Geographic genetic structure of human lice provides insights into human migrations around the globe and past ecological interactions among hominids

Wednesday, November 13, 2013: 10:12 AM
Meeting Room 4 ABC (Austin Convention Center)
Marina Ascunce , Emerging Pathogens Institute, University of Florida, Gainesville, FL
Ariel Toloza , Centro de Investigaciones de Plagas e Insecticidas, Villa Martelli, Argentina
Maria Picollo , Centro de Investigaciones de Plagas e Insecticidas, Villa Martelli, Argentina
Angélica González-Oliver , Facultad de Ciencias, Universidad Nacional Autonoma de Mexico, México D.F, Mexico
David Reed , Florida Museum of Natural History, University of Florida, Gainesville, FL
The extent to which modern humans and archaic hominids interacted directly is a key question in anthropology. Recently, host-specific parasites have been used to better understand the ecology and evolution of humans. For example, mitochondrial DNA (mtDNA) of the human louse (Pediculus humanus) revealed evidence of a population expansion that coincided with the out-of-Africa expansion of modern humans roughly 100,000 years ago. However, this is the case for only one of the three known louse mtDNA haplogroups. Previous studies suggest that the three louse haplogroups (A, B, C) evolved on different hominids as early as 2 million years ago and later switched to modern humans when they co-occurred with other hominids.
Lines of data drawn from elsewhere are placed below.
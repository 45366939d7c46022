//! Authentication middleware for Axum

use axum::{
    extract::{Request, State},
    http::{
        header::{AUTHORIZATION, COOKIE},
        HeaderMap, StatusCode,
    },
    middleware::Next,
    response::{IntoResponse, Response},
    Json,
};
use serde_json::json;
use sqlx::{FromRow, PgPool};
use uuid::Uuid;

use super::{jwt::JwtManager, sessions};

/// Cookie the dashboard stores the access token in
pub const AUTH_COOKIE_NAME: &str = "knightcall_auth_token";

/// Current state of the token's user
#[derive(Debug, FromRow)]
struct UserStatusRow {
    email: String,
    role: Option<String>,
    organization_id: Option<Uuid>,
    is_active: Option<bool>,
}

/// Authenticated user information extracted from the access token
#[derive(Debug, Clone)]
pub struct AuthUser {
    pub user_id: Uuid,
    pub email: String,
    /// Role as stored on the user row at request time
    pub role: String,
    pub org_id: Option<Uuid>,
    /// Session ID for linking requests to audit logs
    pub session_id: Option<Uuid>,
    /// JTI of the access token used for this request
    pub jti: String,
}

/// State needed for authentication
#[derive(Clone)]
pub struct AuthState {
    pub jwt_manager: JwtManager,
    pub pool: PgPool,
}

/// Extract the access token from the auth cookie
fn extract_token_from_cookie(headers: &HeaderMap) -> Option<String> {
    headers
        .get(COOKIE)
        .and_then(|h| h.to_str().ok())
        .and_then(|cookies| {
            cookies.split(';').find_map(|cookie| {
                cookie
                    .trim()
                    .strip_prefix(AUTH_COOKIE_NAME)
                    .and_then(|rest| rest.strip_prefix('='))
                    .filter(|token| !token.is_empty())
                    .map(String::from)
            })
        })
}

/// Extract bearer token from Authorization header or the auth cookie.
/// Prefers the header.
pub(crate) fn extract_bearer_token(headers: &HeaderMap) -> Option<String> {
    if let Some(header) = headers.get(AUTHORIZATION).and_then(|h| h.to_str().ok()) {
        if let Some(token) = header.strip_prefix("Bearer ") {
            let token = token.trim();
            if !token.is_empty() {
                return Some(token.to_string());
            }
        }
    }

    extract_token_from_cookie(headers)
}

/// Middleware that requires authentication
pub async fn require_auth(
    State(auth_state): State<AuthState>,
    mut request: Request,
    next: Next,
) -> Response {
    let path = request.uri().path().to_string();

    let auth_result = match extract_bearer_token(request.headers()) {
        Some(token) => authenticate_jwt(&auth_state, &token).await,
        None if request.headers().contains_key(AUTHORIZATION) => {
            Err(AuthError::InvalidAuthFormat)
        }
        None => {
            tracing::debug!(path = %path, "require_auth: no token in header or cookie");
            Err(AuthError::MissingAuth)
        }
    };

    match auth_result {
        Ok(auth_user) => {
            tracing::debug!(
                path = %path,
                user_id = %auth_user.user_id,
                role = %auth_user.role,
                "require_auth: authentication successful"
            );
            request.extensions_mut().insert(auth_user);
            next.run(request).await
        }
        Err(err) => {
            tracing::warn!(path = %path, error = ?err, "require_auth: authentication failed");
            err.into_response()
        }
    }
}

async fn authenticate_jwt(auth_state: &AuthState, token: &str) -> Result<AuthUser, AuthError> {
    let claims = auth_state.jwt_manager.validate_access_token(token)?;

    let session_id = sessions::active_session_id(&auth_state.pool, &claims.jti, claims.sub)
        .await
        .map_err(|_| AuthError::DatabaseError)?;

    let Some(session_id) = session_id else {
        tracing::warn!(jti = %claims.jti, user_id = %claims.sub, "Session revoked or expired");
        return Err(AuthError::InvalidToken);
    };

    // Role and active flag are re-read so demotions take effect immediately
    let user: Option<UserStatusRow> = sqlx::query_as(
        "SELECT email, role, organization_id, is_active FROM users WHERE id = $1",
    )
    .bind(claims.sub)
    .fetch_optional(&auth_state.pool)
    .await
    .map_err(|_| AuthError::DatabaseError)?;

    let Some(user) = user else {
        tracing::warn!(user_id = %claims.sub, "Token user no longer exists");
        return Err(AuthError::InvalidToken);
    };

    if user.is_active == Some(false) {
        tracing::warn!(user_id = %claims.sub, "Token user is deactivated");
        return Err(AuthError::InvalidToken);
    }

    Ok(AuthUser {
        user_id: claims.sub,
        email: user.email,
        role: user.role.unwrap_or_else(|| "user".to_string()),
        org_id: user.organization_id,
        session_id: Some(session_id),
        jti: claims.jti,
    })
}

/// Whether a platform role may use the admin console.
///
/// Superadmins and admins may read and write; staff may only read.
pub fn platform_access_allowed(role: &str, require_write: bool) -> bool {
    match role {
        "superadmin" | "admin" => true,
        "staff" => !require_write,
        _ => false,
    }
}

#[derive(Debug, thiserror::Error)]
pub enum AuthError {
    #[error("Missing authentication")]
    MissingAuth,
    #[error("Invalid authentication format")]
    InvalidAuthFormat,
    #[error("Invalid or expired token")]
    InvalidToken,
    #[error("Insufficient permissions")]
    InsufficientPermissions,
    #[error("Database error")]
    DatabaseError,
    #[error("Internal error: {0}")]
    Internal(String),
}

impl IntoResponse for AuthError {
    fn into_response(self) -> Response {
        let (status, message) = match self {
            AuthError::MissingAuth => (StatusCode::UNAUTHORIZED, "Authentication required"),
            AuthError::InvalidAuthFormat => {
                (StatusCode::UNAUTHORIZED, "Invalid authentication format")
            }
            AuthError::InvalidToken => (StatusCode::UNAUTHORIZED, "Invalid or expired token"),
            AuthError::InsufficientPermissions => {
                (StatusCode::FORBIDDEN, "Insufficient permissions")
            }
            AuthError::DatabaseError => {
                (StatusCode::INTERNAL_SERVER_ERROR, "Internal server error")
            }
            AuthError::Internal(_) => (StatusCode::INTERNAL_SERVER_ERROR, "Internal server error"),
        };

        let body = Json(json!({
            "error": message,
            "code": status.as_u16()
        }));

        (status, body).into_response()
    }
}
//! Single-use password reset tokens
//!
//! The plaintext token only ever travels in the reset email; the database
//! stores its SHA-256 digest.

use rand::RngCore;
use sha2::{Digest, Sha256};
use time::{Duration, OffsetDateTime};

/// How long a reset link stays valid
pub const RESET_TOKEN_TTL: Duration = Duration::hours(1);

const TOKEN_BYTES: usize = 32;

/// A newly minted reset token
#[derive(Debug, Clone)]
pub struct ResetToken {
    /// Sent to the user, never stored
    pub plaintext: String,
    /// Stored in `password_reset_tokens.token_hash`
    pub hash: String,
    pub expires_at: OffsetDateTime,
}

impl ResetToken {
    pub fn generate() -> Self {
        let mut bytes = [0u8; TOKEN_BYTES];
        rand::rng().fill_bytes(&mut bytes);
        let plaintext = hex::encode(bytes);

        Self {
            hash: hash_token(&plaintext),
            plaintext,
            expires_at: OffsetDateTime::now_utc() + RESET_TOKEN_TTL,
        }
    }
}

/// Hex SHA-256 digest of a token as presented by the client
pub fn hash_token(token: &str) -> String {
    hex::encode(Sha256::digest(token.trim().as_bytes()))
}
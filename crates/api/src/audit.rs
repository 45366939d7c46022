//! Admin audit trail
//!
//! Every write made through the admin console is recorded in
//! `admin_audit_log` with the acting admin, the target and request context.

use axum::http::HeaderMap;
use sqlx::PgConnection;
use uuid::Uuid;

use crate::{
    auth::AuthUser,
    error::{ApiError, ApiResult},
    routes::extract_client_ip,
};

pub mod action {
    pub const ORGANIZATION_CREATED: &str = "organization_created";
    pub const CREDITS_ADDED: &str = "credits_added";
    pub const PLAN_CHANGED: &str = "plan_changed";
    pub const AUTO_RECHARGE_UPDATED: &str = "auto_recharge_updated";
    pub const CALL_SETTLED: &str = "call_settled";
}

pub mod target_type {
    pub const ORGANIZATION: &str = "organization";
    pub const CALL: &str = "call";
}

const SENSITIVE_KEYS: [&str; 8] = [
    "password",
    "password_hash",
    "token",
    "api_key",
    "secret",
    "private_key",
    "credit_card",
    "bearer_token",
];

/// Request context recorded with an audit entry
#[derive(Debug, Clone, Default)]
pub struct AuditContext {
    pub ip_address: Option<String>,
    pub user_agent: Option<String>,
    pub session_id: Option<Uuid>,
}

impl AuditContext {
    pub fn from_request(headers: &HeaderMap, auth_user: &AuthUser) -> Self {
        Self {
            ip_address: extract_client_ip(headers),
            user_agent: headers
                .get("user-agent")
                .and_then(|h| h.to_str().ok())
                .map(|s| s.to_string()),
            session_id: auth_user.session_id,
        }
    }
}

/// Append an audit entry.
///
/// Runs on the caller's transaction so the entry commits or rolls back with
/// the change it describes. Failing to audit fails the request.
pub async fn log_admin_action(
    conn: &mut PgConnection,
    admin_user_id: Uuid,
    action: &str,
    target_type: &str,
    target_id: Option<Uuid>,
    details: Option<serde_json::Value>,
    context: &AuditContext,
) -> ApiResult<()> {
    let sanitized_details = details.map(sanitize_pii);

    sqlx::query(
        r#"
        INSERT INTO admin_audit_log (
            admin_user_id, action, target_type, target_id, details,
            ip_address, user_agent, session_id
        )
        VALUES ($1, $2, $3, $4, $5, $6, $7, $8)
        "#,
    )
    .bind(admin_user_id)
    .bind(action)
    .bind(target_type)
    .bind(target_id)
    .bind(sanitized_details)
    .bind(context.ip_address.as_deref())
    .bind(context.user_agent.as_deref())
    .bind(context.session_id)
    .execute(&mut *conn)
    .await
    .map_err(|e| {
        tracing::error!(error = %e, action = %action, "Failed to write admin audit log");
        ApiError::Internal
    })?;

    Ok(())
}

/// Redact sensitive keys, recursing into nested objects and arrays
pub fn sanitize_pii(mut details: serde_json::Value) -> serde_json::Value {
    match &mut details {
        serde_json::Value::Object(obj) => {
            for (key, value) in obj.iter_mut() {
                if SENSITIVE_KEYS.contains(&key.as_str()) {
                    *value = serde_json::json!("[REDACTED]");
                } else {
                    *value = sanitize_pii(value.take());
                }
            }
        }
        serde_json::Value::Array(items) => {
            for item in items.iter_mut() {
                *item = sanitize_pii(item.take());
            }
        }
        _ => {}
    }
    details
}
//! Organization management routes
//!
//! Listing with per-org aggregates, detail view, creation with an initial
//! credit grant, and the credit and plan actions from the organizations page.

use axum::{
    extract::{Extension, Path, Query, State},
    http::{HeaderMap, StatusCode},
    Json,
};
use knightcall_billing::{
    validate_credit_amount, CreditAddition, CreditAdditionResult, CreditLedgerEntry,
    CreditService, LedgerTotals, Plan, SubscriptionService, DEFAULT_MONTHLY_CALL_LIMIT,
};
use serde::{Deserialize, Serialize};
use serde_json::json;
use sqlx::FromRow;
use time::OffsetDateTime;
use uuid::Uuid;

use super::{
    admin::{log_db_err, require_platform_admin},
    dashboard::average_duration,
    validation::{is_valid_email, require_non_empty},
};
use crate::{
    audit::{action, log_admin_action, target_type, AuditContext},
    auth::AuthUser,
    error::{ApiError, ApiResult},
    state::AppState,
};

const DEFAULT_PER_MINUTE_RATE: f64 = 0.05;
const DEFAULT_INITIAL_CREDITS: f64 = 100.0;
const DEFAULT_AUTO_RECHARGE_AMOUNT: f64 = 100.0;
const DEFAULT_LOW_CREDIT_THRESHOLD: f64 = 10.0;

const DETAIL_RECENT_CALLS: i64 = 10;
const DETAIL_RECENT_TRANSACTIONS: i64 = 15;
const CREDIT_HISTORY_DEFAULT_LIMIT: i64 = 20;
const CREDIT_HISTORY_MAX_LIMIT: i64 = 100;

// =============================================================================
// Request/Response Types
// =============================================================================

#[derive(Debug, Deserialize)]
pub struct ListOrganizationsQuery {
    pub search: Option<String>,
}

#[derive(Debug, Serialize)]
pub struct OrganizationListResponse {
    pub organizations: Vec<OrganizationSummary>,
    pub stats: OrganizationStats,
    pub total: usize,
}

/// One row of the organizations table, defaults applied
#[derive(Debug, Clone, Serialize, FromRow)]
pub struct OrganizationSummary {
    pub id: Uuid,
    pub name: String,
    pub email: Option<String>,
    pub support_email: Option<String>,
    pub domain: Option<String>,
    pub plan: String,
    pub credit_balance: f64,
    pub monthly_call_limit: i32,
    pub current_month_calls: i32,
    pub is_active: bool,
    pub per_minute_rate: Option<f64>,
    pub auto_recharge_enabled: bool,
    pub agents_count: i64,
    pub users_count: i64,
    pub phone_numbers: Vec<String>,
    /// Billed calls only (non-null `call_cost`)
    pub total_calls: i64,
    #[serde(skip)]
    pub total_duration: i64,
    pub total_spend: f64,
    pub credits_added: f64,
    pub credits_spent: f64,
    #[serde(with = "time::serde::rfc3339::option")]
    pub last_activity: Option<OffsetDateTime>,
    #[serde(with = "time::serde::rfc3339::option")]
    pub created_at: Option<OffsetDateTime>,
}

impl OrganizationSummary {
    /// Case-insensitive match on name and contact emails
    pub fn matches_search(&self, term: &str) -> bool {
        let term = term.trim().to_lowercase();
        if term.is_empty() {
            return true;
        }

        std::iter::once(Some(self.name.as_str()))
            .chain([self.email.as_deref(), self.support_email.as_deref()])
            .flatten()
            .any(|field| field.to_lowercase().contains(&term))
    }
}

/// Header figures for the organizations page
#[derive(Debug, Clone, Copy, PartialEq, Serialize)]
pub struct OrganizationStats {
    pub total_organizations: usize,
    pub active_agents: i64,
    pub total_credits: f64,
    pub monthly_revenue: f64,
    pub total_calls: i64,
    /// Seconds per billed call
    pub average_call_duration: f64,
}

impl OrganizationStats {
    pub fn from_summaries(orgs: &[OrganizationSummary]) -> Self {
        let total_calls: i64 = orgs.iter().map(|o| o.total_calls).sum();
        let total_duration: i64 = orgs.iter().map(|o| o.total_duration).sum();

        Self {
            total_organizations: orgs.len(),
            active_agents: orgs.iter().map(|o| o.agents_count).sum(),
            total_credits: orgs.iter().map(|o| o.credit_balance).sum(),
            monthly_revenue: orgs.iter().map(|o| o.total_spend).sum(),
            total_calls,
            average_call_duration: average_duration(total_duration, total_calls),
        }
    }
}
//! Scheduled job bodies
//!
//! Each job logs its own results and never returns an error to the
//! scheduler; a failed run is retried on the next tick.

use knightcall_billing::{BillingError, BillingService, CallCostSettlement, RechargeOutcome};
use tracing::{error, info, warn};

/// Tally of one settlement sweep
#[derive(Debug, Default, Clone, Copy, PartialEq, Eq)]
pub struct SettlementReport {
    pub settled: usize,
    pub already_billed: usize,
    pub insufficient_credits: usize,
    pub declined: usize,
    pub errors: usize,
}

impl SettlementReport {
    pub fn record(&mut self, result: &Result<CallCostSettlement, BillingError>) {
        match result {
            Ok(s) if s.success && s.already_billed => self.already_billed += 1,
            Ok(s) if s.success => self.settled += 1,
            Ok(s) if s.is_insufficient_credits() => self.insufficient_credits += 1,
            Ok(_) => self.declined += 1,
            Err(_) => self.errors += 1,
        }
    }

    pub fn total(&self) -> usize {
        self.settled + self.already_billed + self.insufficient_credits + self.declined + self.errors
    }
}

/// Settle ended calls that have not been charged yet
pub async fn settle_unbilled_calls(billing: &BillingService, batch_size: i64) -> SettlementReport {
    let mut report = SettlementReport::default();

    let calls = match billing.call_costs.unbilled_calls(batch_size).await {
        Ok(calls) => calls,
        Err(e) => {
            error!(error = %e, "Failed to load unbilled calls");
            return report;
        }
    };

    if calls.is_empty() {
        return report;
    }

    for call in &calls {
        let result = billing.call_costs.settle(&call.external_call_id).await;
        if let Err(e) = &result {
            error!(
                call_id = %call.id,
                external_call_id = %call.external_call_id,
                error = %e,
                "Call settlement failed"
            );
        }
        report.record(&result);
    }

    info!(
        settled = report.settled,
        already_billed = report.already_billed,
        insufficient_credits = report.insufficient_credits,
        declined = report.declined,
        errors = report.errors,
        "Call settlement cycle complete"
    );
    report
}

/// Counts of recharged and failed organizations
pub fn summarize_recharges(outcomes: &[RechargeOutcome]) -> (usize, usize) {
    outcomes.iter().fold((0, 0), |(ok, failed), outcome| match outcome {
        RechargeOutcome::Recharged { .. } => (ok + 1, failed),
        RechargeOutcome::Failed { .. } => (ok, failed + 1),
    })
}

pub async fn run_auto_recharge(billing: &BillingService) {
    match billing.auto_recharge.run().await {
        Ok(outcomes) => {
            let (recharged, failed) = summarize_recharges(&outcomes);
            if recharged + failed > 0 {
                info!(recharged, failed, "Auto-recharge cycle complete");
            }
        }
        Err(e) => error!(error = %e, "Auto-recharge cycle failed"),
    }
}

pub async fn check_ledger_invariants(billing: &BillingService) {
    match billing.invariants().run_all_checks().await {
        Ok(summary) if summary.healthy => {
            info!(checks_run = summary.checks_run, "Ledger invariants hold");
        }
        Ok(summary) => {
            for violation in &summary.violations {
                warn!(
                    invariant = %violation.invariant,
                    severity = %violation.severity,
                    org_ids = ?violation.org_ids,
                    "{}",
                    violation.description
                );
            }
            error!(
                checks_failed = summary.checks_failed,
                violations = summary.violations.len(),
                "Ledger invariant violations detected"
            );
        }
        Err(e) => error!(error = %e, "Ledger invariant check failed to run"),
    }
}
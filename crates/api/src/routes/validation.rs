//! Input validation shared by the form-backed endpoints

/// Loose structural email check: `local@domain.tld`, no whitespace
pub fn is_valid_email(email: &str) -> bool {
    let email = email.trim();
    if email.is_empty() || email.len() > 254 || email.chars().any(char::is_whitespace) {
        return false;
    }

    let Some((local, domain)) = email.split_once('@') else {
        return false;
    };
    if local.is_empty() || domain.contains('@') {
        return false;
    }

    let labels: Vec<&str> = domain.split('.').collect();
    labels.len() >= 2 && labels.iter().all(|l| !l.is_empty())
}

/// Lowercased, trimmed email used for lookups and storage
pub fn normalize_email(email: &str) -> String {
    email.trim().to_ascii_lowercase()
}

pub fn require_email(field: &str, value: &str) -> Result<(), String> {
    if is_valid_email(value) {
        Ok(())
    } else {
        Err(format!("Please enter a valid {}", field))
    }
}

pub fn require_non_empty(field: &str, value: &str) -> Result<(), String> {
    if value.trim().is_empty() {
        Err(format!("{} is required", field))
    } else {
        Ok(())
    }
}

#[cfg(test)]
mod tests {
    use super::*;

    #[test]
    fn test_valid_emails() {
        assert!(is_valid_email("ops@knightcall.ai"));
        assert!(is_valid_email("first.last+tag@sub.example.co.uk"));
        assert!(is_valid_email("  padded@example.com "));
    }

    #[test]
    fn test_invalid_emails() {
        assert!(!is_valid_email(""));
        assert!(!is_valid_email("plainaddress"));
        assert!(!is_valid_email("@example.com"));
        assert!(!is_valid_email("user@"));
        assert!(!is_valid_email("user@localhost"));
        assert!(!is_valid_email("user@exa mple.com"));
        assert!(!is_valid_email("a@b@c.com"));
        assert!(!is_valid_email("user@example..com"));
    }

    #[test]
    fn test_normalize_email() {
        assert_eq!(normalize_email(" Ops@KnightCall.AI "), "ops@knightcall.ai");
    }

    #[test]
    fn test_require_helpers() {
        assert!(require_email("admin email", "bad").is_err());
        assert!(require_non_empty("First name", "  ").is_err());
        assert!(require_non_empty("First name", "Ada").is_ok());
    }
}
Here we use both mtDNA sequences and nuclear markers in more than 200 lice from around the world to determine whether the nuclear genome supports the ancient patterns of divergence seen in the mitochondrial genome. Bayesian clustering analyses assigned lice to distinct genetic clusters that were geographically structured. We will discuss the association, or lack of, between each mtDNA haplogroups and nuclear genetic clusters in each continent. These data allow us to assess recombination at the nuclear level in each geographic region and can provide insights into when lice from each mtDNA clade came in contact, thus reflecting host ecological interactions.